AB-BLAST 与 WU-BLAST的不同点
Apart from bug fixes, the most outward differences in usage and appearance of AB-BLAST and WU-BLAST include:
- The default scoring system for AB-BLASTN is match/mismatch scores M=+1 N=−3 with gap penalties Q=7 R=2; whereas WU-BLASTN uses M=+5 N=−4 with gap penalties Q=10 R=10 by default.
- In all search modes, the default value for the gapped alignment drop-off score gapX is ≈50% higher for AB-BLAST, which will tend to make the AB-BLAST search programs slightly more sensitive and just slightly slower.
- AB-BLAST supports an expanded amino acid alphabet, compared to the amino acid alphabet used by WU-BLAST. Programs in the WU-BLAST package are consequently unable to search or modify protein sequence databases that were created or modified by AB-xdformat. Once a protein sequence database created with WU-xdformat has been modified by AB-xdformat, it can no longer be searched or modified by any of the WU-BLAST programs. Databases created by WU-xdformat can be searched and modified by the AB-BLAST programs. At least for the time being, the AB-BLAST search programs can also search virtual databases that are a combination of databases created with WU-xdformat and AB-xdformat.
No difference currently exists between the nucleotide alphabets used by AB-BLAST and WU-BLAST or the ability of programs in either package to search/modify nucleotide sequence databases created/modified by programs in the other package. - The bundled BLOSUM30 and BLOSUM35 scoring matrices have been re-scaled to provide better precision.
- The bundled amino acid scoring matrices — and the matrices output by the pam program — now contain a J row and a J column. These matrices are incompatible with WU-BLAST, which does not support the letter J and will report a FATAL error when reading the files. The AB-BLAST amino acid scoring matrices are slightly different from the matrices distributed by the NCBI, which also indicate scores for the letter J, but at the time of this writing the NCBI matrices are cross-compatible with AB-BLAST.

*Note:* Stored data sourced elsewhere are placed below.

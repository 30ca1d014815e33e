use eframe::egui::{self, Align2, Color32, Id, LayerId, Order, TextStyle};

use crate::state::AppState;
use crate::ui::{panels, plot, table};

// ---------------------------------------------------------------------------
// eframe App implementation
// ---------------------------------------------------------------------------

pub struct TradeViewerApp {
    pub state: AppState,
}

impl TradeViewerApp {
    pub fn new(state: AppState) -> Self {
        Self { state }
    }

    /// Load the first dropped file that has a path on disk.
    fn handle_dropped_files(&mut self, ctx: &egui::Context) {
        let dropped = ctx.input(|i| i.raw.dropped_files.clone());
        if let Some(path) = dropped.into_iter().find_map(|f| f.path) {
            log::debug!("File dropped: {}", path.display());
            self.state.load_file(&path);
        }
    }

    fn paint_drop_hint(&self, ctx: &egui::Context) {
        if ctx.input(|i| i.raw.hovered_files.is_empty()) {
            return;
        }
        let painter = ctx.layer_painter(LayerId::new(Order::Foreground, Id::new("drop_target")));
        let screen = ctx.screen_rect();
        painter.rect_filled(screen, 0.0, Color32::from_black_alpha(160));
        painter.text(
            screen.center(),
            Align2::CENTER_CENTER,
            "Drop to load",
            TextStyle::Heading.resolve(&ctx.style()),
            Color32::WHITE,
        );
    }
}

impl eframe::App for TradeViewerApp {
    fn update(&mut self, ctx: &egui::Context, _frame: &mut eframe::Frame) {
        self.handle_dropped_files(ctx);

        // ---- Top panel: menu bar ----
        egui::TopBottomPanel::top("top_bar").show(ctx, |ui| {
            panels::top_bar(ui, &mut self.state);
        });

        // ---- Bottom panel: status line ----
        egui::TopBottomPanel::bottom("status_bar").show(ctx, |ui| {
            panels::status_bar(ui, &self.state);
        });

        // ---- Left side panel: filters ----
        egui::SidePanel::left("filter_panel")
            .default_width(260.0)
            .resizable(true)
            .show(ctx, |ui| {
                panels::side_panel(ui, &mut self.state);
            });

        // ---- Right side panel: rating ----
        if self.state.has_data() {
            egui::SidePanel::right("rating_panel")
                .default_width(300.0)
                .resizable(true)
                .show(ctx, |ui| {
                    plot::rating_panel(ui, &mut self.state);
                });
        }

        // ---- Central panel: table ----
        egui::CentralPanel::default().show(ctx, |ui| {
            table::trade_table(ui, &mut self.state);
        });

        self.paint_drop_hint(ctx);
    }
}
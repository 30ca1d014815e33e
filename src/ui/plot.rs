use eframe::egui::{self, RichText, ScrollArea, Ui};
use egui_plot::{Plot, PlotPoints, Points};

use crate::color::{profit_color, score_color};
use crate::data::model::format_amount;
use crate::state::AppState;

// ---------------------------------------------------------------------------
// Opportunity rating (right panel)
// ---------------------------------------------------------------------------

/// Scatter of margin against sales velocity for the visible rows, plus the
/// ranked list. Clicking an entry highlights its row in the table.
pub fn rating_panel(ui: &mut Ui, state: &mut AppState) {
    ui.heading("Best opportunities");
    ui.separator();

    let ratings = state.ratings();
    if ratings.is_empty() {
        ui.label("Nothing to rate.");
        return;
    }

    Plot::new("rating_plot")
        .height(220.0)
        .x_axis_label("Profit %")
        .y_axis_label("Sold/day")
        .allow_boxed_zoom(true)
        .allow_drag(true)
        .allow_scroll(true)
        .allow_zoom(true)
        .show(ui, |plot_ui| {
            for r in &ratings {
                let rec = &state.records[r.index];
                let points = Points::new(PlotPoints::new(vec![[
                    rec.profit_percent,
                    rec.sold_per_day,
                ]]))
                .name(&rec.title)
                .radius(if state.highlighted == Some(r.index) { 6.0 } else { 3.0 })
                .color(score_color(r.score));
                plot_ui.points(points);
            }
        });

    ui.separator();
    ui.add(
        egui::TextEdit::singleline(&mut state.rating_search)
            .hint_text("Search items…")
            .desired_width(f32::INFINITY),
    );
    ui.add_space(4.0);

    let mut picked = None;

    ScrollArea::vertical()
        .auto_shrink([false, false])
        .show(ui, |ui: &mut Ui| {
            for (rank, r) in state.searched_ratings() {
                let rec = &state.records[r.index];
                let selected = state.highlighted == Some(r.index);
                ui.horizontal(|ui: &mut Ui| {
                    ui.label(format!("{rank}."));
                    ui.label(RichText::new(format!("{:.2}", r.score)).color(score_color(r.score)));
                    if ui.selectable_label(selected, RichText::new(rec.title.as_str()).strong()).clicked() {
                        picked = Some(r.index);
                    }
                });
                let net = rec.net_profit(state.tax_rates);
                ui.label(
                    RichText::new(format!(
                        "{} → {}  ·  net {}  ·  {}/day",
                        rec.from_location,
                        rec.to_location,
                        format_amount(net),
                        format_amount(rec.sold_per_day)
                    ))
                    .color(profit_color(net > 0.0))
                    .small(),
                );
                ui.add_space(2.0);
            }
        });

    if let Some(index) = picked {
        state.highlight_record(index);
    }
}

- AB-BLAST supports the amino acid letter code O (“oh”) normally used to represent Pyrrolysine (Pyl), whereas WU-BLAST does not. The letter O may appear in query sequences, database sequences, scoring matrix files and with command line parameters such as the altscore option, but the scoring matrices bundled with AB-BLAST do not actually utilize this letter. The default score for aligning any other letter with O is the same score as for aligning with X, whereas the O self-alignment score defaults to zero (0).
- The AB-BLAST 3.0 search programs support a new compat2.0 option to obtain roughly equivalent parameter settings to those used by WU-BLAST 2.0.
- The analog to wu-blastall is named ab-blastall.
- The analog to wu-formatdb is named ab-formatdb.
- AB-BLAST programs preferentially use settings of the new environment variables ABBLASTMAT, ABBLASTDB and ABBLASTFILTER. See the section on Environment Variables for important details. When upgrading from WU-BLAST to AB-BLAST, due to the support for the letter J in AB-BLAST, it is important to ensure that the AB-BLAST search programs use the bundled scoring matrices rather than the old matrices that were distributed with WU-BLAST, because of the latter matrices’ lack of support for the letter J.
- The maximum allowable value for the dbslice parameter has been increased.
- The sp2fasta program parses input more reliably.
- Each release of AB-BLAST is generally distributed in 3 “Editions” — Personal, Standard and Enterprise — which differ from each other in the degree of parallelism they support, whereas WU-BLAST was distributed in a single version.
- The first few lines of output, including the program declaration line and copyright notice, are different. See Citing BLAST for examples of the program declaration line from AB-BLAST.
- Programs in the AB-BLAST package that use the UNIX standard getopt() function to parse the command line will now uniformly across all computing platforms produce “POSIXLY_CORRECT” behavior. (N.B. The BLAST search programs do not use getopt(), but most other programs in the package, including xdformat and xdget, do). This means some command lines that are acceptable to WU-BLAST on some computing platforms (usually Linux) may be rejected by AB-BLAST and need to be restructured. This can happen if all parameters and flags are not specified before (to the left of) the required command line arguments.
- Better thread management under energy conservation conditions.
- Better memory management under Mac OS X.